JT-60SA International Fusion School
JT-60SA is the largest tokamak in operation, designed and built jointly by Japan and Europe. Its unique properties include the capability to produce long-pulse, high-beta and highly shaped plasmas. The JT-60SA machine, laboratories, experimental programme and its associated modelling activity can be an ideal playground for the training of Japanese and European students and young professionals to foster the new generations of fusion physicists and engineers.
The JT-60SA International Fusion School (JIFS) addresses the main aspects of fusion research, from plasma physics to engineering, with special attention to their combination into tokamak operation. Professional success in fusion research is often not only based on excellence in specific subjects (plasma theory, computing, experiments, diagnostics, engineering etc.), but also on a broad basis of knowledge allowing contributions to both the scientific exploitation and realisation of fusion experiments.
The JIFS school aims to prepare the next generation of fusion physicists and engineers from Japan and Europe (under the EURATOM fusion programme), focusing on:
- Supplementing their training by lectures, group works and visits, taking advantage of the JT-60SA facility, environment, experiences and data for practical examples and applications.
- Establishing and consolidating connections between Japanese and European students and young professionals, who could ideally be involved together in the future JT-60SA and ITER operation, scientific exploitation and upgrades.

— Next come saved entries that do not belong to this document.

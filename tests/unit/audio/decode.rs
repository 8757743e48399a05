use super::*;

use base64::Engine as _;

fn wav_bytes(sample_rate: u32, channels: u16, samples: &[i16]) -> Vec<u8> {
    let spec = hound::WavSpec {
        channels,
        sample_rate,
        bits_per_sample: 16,
        sample_format: hound::SampleFormat::Int,
    };
    let mut cursor = Cursor::new(Vec::new());
    {
        let mut w = hound::WavWriter::new(&mut cursor, spec).unwrap();
        for s in samples {
            w.write_sample(*s).unwrap();
        }
        w.finalize().unwrap();
    }
    cursor.into_inner()
}

#[test]
fn strict_wav_keeps_container_rate_and_channels() {
    let bytes = wav_bytes(44_100, 2, &[0, 16384, -16384, 0]);
    let pcm = decode_narration(&bytes, NarrationEncoding::Auto).unwrap();
    assert_eq!(pcm.sample_rate, 44_100);
    assert_eq!(pcm.channels, 2);
    assert_eq!(pcm.frames(), 2);
    assert!((pcm.interleaved_f32[1] - 0.5).abs() < 1e-6);
    assert!((pcm.interleaved_f32[2] + 0.5).abs() < 1e-6);
}

#[test]
fn headerless_pcm_falls_back_to_narration_rate_mono() {
    let samples: Vec<u8> = (0..24_000i32)
        .flat_map(|i| ((i % 200) as i16 - 100).to_le_bytes())
        .collect();
    let pcm = decode_narration(&samples, NarrationEncoding::Wav).unwrap();
    assert_eq!(pcm.sample_rate, NARRATION_SAMPLE_RATE);
    assert_eq!(pcm.channels, 1);
    assert!((pcm.duration_secs() - 1.0).abs() < 1e-12);
}

#[test]
fn odd_trailing_byte_is_dropped() {
    let pcm = decode_pcm16_le(&[0x00, 0x40, 0x7f], 24_000, 1);
    assert_eq!(pcm.interleaved_f32, vec![0.5]);
}

#[test]
fn declared_raw_pcm_skips_container_parse() {
    let bytes = wav_bytes(48_000, 1, &[1000; 64]);
    let pcm = decode_narration(&bytes, NarrationEncoding::RawPcm16).unwrap();
    assert_eq!(pcm.sample_rate, NARRATION_SAMPLE_RATE);
    assert_eq!(pcm.frames(), bytes.len() / 2);
}

#[test]
fn empty_or_single_byte_input_is_decode_error() {
    for bytes in [&[][..], &[0x12][..]] {
        let err = decode_narration(bytes, NarrationEncoding::Auto).unwrap_err();
        assert!(matches!(err, StoryreelError::Decode(_)), "{err}");
    }
}

#[test]
fn base64_wrapped_wav_and_pcm_decode() {
    let wav = wav_bytes(22_050, 1, &[0, 100, 200, 300]);
    let mut text = base64::engine::general_purpose::STANDARD.encode(&wav);
    text.insert(10, '\n');
    let pcm = decode_narration(text.as_bytes(), NarrationEncoding::Base64Wav).unwrap();
    assert_eq!(pcm.sample_rate, 22_050);
    assert_eq!(pcm.frames(), 4);

    let raw = base64::engine::general_purpose::STANDARD.encode([0u8, 0x40, 0, 0xc0]);
    let pcm = decode_narration(raw.as_bytes(), NarrationEncoding::Base64Pcm16).unwrap();
    assert_eq!(pcm.interleaved_f32, vec![0.5, -0.5]);
}

#[test]
fn invalid_base64_is_decode_error() {
    let err = decode_narration(b"***not base64***", NarrationEncoding::Base64Pcm16).unwrap_err();
    assert!(matches!(err, StoryreelError::Decode(_)));
}

#[test]
fn float_wav_with_nan_is_rejected_by_strict_path() {
    let spec = hound::WavSpec {
        channels: 1,
        sample_rate: 8_000,
        bits_per_sample: 32,
        sample_format: hound::SampleFormat::Float,
    };
    let mut cursor = Cursor::new(Vec::new());
    {
        let mut w = hound::WavWriter::new(&mut cursor, spec).unwrap();
        w.write_sample(0.25f32).unwrap();
        w.write_sample(f32::NAN).unwrap();
        w.finalize().unwrap();
    }
    let bytes = cursor.into_inner();
    assert!(decode_wav(&bytes).is_err());
    // Header bytes still reinterpret as finite PCM16, so the fallback wins.
    let pcm = decode_narration(&bytes, NarrationEncoding::Auto).unwrap();
    assert_eq!(pcm.sample_rate, NARRATION_SAMPLE_RATE);
}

JIFS is jointly funded and operated by QST and EUROfusion, with the participation of lecturers and advisors from a number of Japanese and European universities and research institutes.
The JIFS school will take place every year at the QST Naka-site. The 2-week programme will include lectures, visits (e.g. torus hall, plant systems, control room and laboratories) and practical exercises (using experimental facilities in the JT-60SA laboratories, JT-60SA data, analysis and computational tools). The school also aims to provide a permanent background of online information and alumni network, as well as means to prepare and continue exchanges among students and between students and lecturers.
Typical topics addressed by the school are: tokamak operations, plasma diagnostics, transport and confinement, scenario design, heating and current drive, numerical simulation, plasma turbulence, MHD instabilities, plasma-wall interaction, energetic particles, disruption prediction and mitigation, magnetic equilibrium, plasma control, fuelling and pumping, integrated performance, IT for fusion facilities, data-driven science, cryomagnetic system, remote handling technology, DEMO design, fusion research strategy, etc.
Every year, a subset of topics is selected. Ideally, for each topic, lectures cover physics, operation and engineering aspects. In any case, the annual programme is elaborated with the aim of attaining a fair balance of these three fundamental aspects.